Tuesday, September 18, 2007

Saban Makes Us Believe

For about ten minutes on Saturday, September 15th, 2007, on a warm evening in Tuscaloosa, Alabama, it was 2003.
A twenty-one point lead...gone.
An inept offense...again.
A defense that made most stops...but not all of them.
We could only watch in the stands as Arkansas marched up and down the field like it was their own. Bryant-Denny stadium, rambunctious, proud, and loud as hell, had turned silent as the tomb where the legend himself resides.
"Who let Shula back?" I heard one fan say. I almost believed him.
Until I looked to the sidelines.
He isn't tall like Shula. He isn't gruff like the Bear. But Nick Saban has a fire. And I saw it in his eyes, that night, like I had seen it in every press conference, every TV appearance, every single frame in which the most powerful and questioned man in the entire state of Alabama had ever appeared; the unquenchable fire of a true champion.
Nick Saban and I have never met, but that night we did.

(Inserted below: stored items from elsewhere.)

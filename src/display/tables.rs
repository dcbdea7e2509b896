//! Table formatting for retrieval results and cluster reports.

use comfy_table::{
    Attribute, Cell, CellAlignment, Color, Table, modifiers::UTF8_ROUND_CORNERS, presets::UTF8_FULL,
};

use crate::clustering::ClusterInfo;

/// Builder for creating formatted tables.
pub struct TableBuilder {
    table: Table,
}

impl Default for TableBuilder {
    fn default() -> Self {
        Self::new()
    }
}

impl TableBuilder {
    pub fn new() -> Self {
        let mut table = Table::new();
        table.load_preset(UTF8_FULL);
        table.apply_modifier(UTF8_ROUND_CORNERS);
        Self { table }
    }

    /// Set bold table headers.
    pub fn set_headers(mut self, headers: Vec<&str>) -> Self {
        let header_cells: Vec<Cell> = headers
            .into_iter()
            .map(|h| Cell::new(h).add_attribute(Attribute::Bold))
            .collect();
        self.table.set_header(header_cells);
        self
    }

    pub fn add_row(mut self, row: Vec<Cell>) -> Self {
        self.table.add_row(row);
        self
    }

    pub fn build(self) -> String {
        self.table.to_string()
    }
}

/// Cell color for distances, matching the theme's number style.
const NUMBER_COLOR: Color = Color::Cyan;

/// Ranked retrieval results, closest first.
pub fn create_results_table(results: &[(f64, String)]) -> String {
    results
        .iter()
        .enumerate()
        .fold(
            TableBuilder::new().set_headers(vec!["Rank", "Distance", "Document"]),
            |builder, (rank, (distance, document))| {
                builder.add_row(vec![
                    Cell::new(rank + 1).set_alignment(CellAlignment::Right),
                    Cell::new(format!("{distance:.4}"))
                        .fg(NUMBER_COLOR)
                        .set_alignment(CellAlignment::Right),
                    Cell::new(document),
                ])
            },
        )
        .build()
}

/// Example documents of each cluster, one row per cluster.
pub fn create_cluster_table(clusters: &[ClusterInfo]) -> String {
    clusters
        .iter()
        .fold(
            TableBuilder::new().set_headers(vec!["Cluster", "Examples"]),
            |builder, cluster| {
                builder.add_row(vec![
                    Cell::new(cluster.cluster_id).set_alignment(CellAlignment::Right),
                    Cell::new(cluster.documents.join("\n")),
                ])
            },
        )
        .build()
}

For the first time, in that place, on that field, I felt the fire that now blazes through the entire football program here at my University of Alabama. I felt hope, and I knew that 2003 was just that; 2003. A past failure. A past regime. A past mistake. This was a new day, and with it was sprung a new hope.
First came a field goal.
Then came a stop.
Then came a touchdown.
I watched it happen, but it still boggles my mind. It was almost scripted in its perfection. This wasn't the Alabama I'm used to. This wasn't the Alabama that was always oh so close, yet oh so far. This was Alabama as the old geezers in Tide Pride knew it; the Alabama that never gets counted out. That never surrenders. That never dies. This was Alabama, as the Bear coached it.
All because of Mal Moore, maligned for the hire of the likes of DuBose, Franchione, Price, and Shula, all eager to take the challenge, but all, in their own way, failing.
Not this man. Not the Sabanator.
They ask me why he is different. He's coached three games for Alabama. How can I know anything?
I don't. But I believe.
I believe, simply because Saban leaves me no other choice.
"Be a Champion," he told us that January day he was introduced as Alabama's 27th Head Coach. The day he took the troubles, the trials, the tribulations of an entire state, placed it squarely on his shoulders, and said to those of us who starved for victory, for championships, for the pride we once held in ourselves, "Follow me, and we will reach the promised land."
Over-dramatic, perhaps. Perhaps not.
It's no secret that we Alabama fans love our football. We name our children after coaches. We schedule weddings around games. We wear our school colors like gang signs, base opinions of others on their allegiance, and don't give a damn if we do.
But Saban has done something I have never seen; he has made us love it for the future, and not for it's illustrious past.
Saban has made us believe again. And that is something worth more than a paltry $32 million.

1 comment:

Unknown said...

Nice writing man. If you want a future in sports writing, I see no reason why you can't go get one. Keep it up!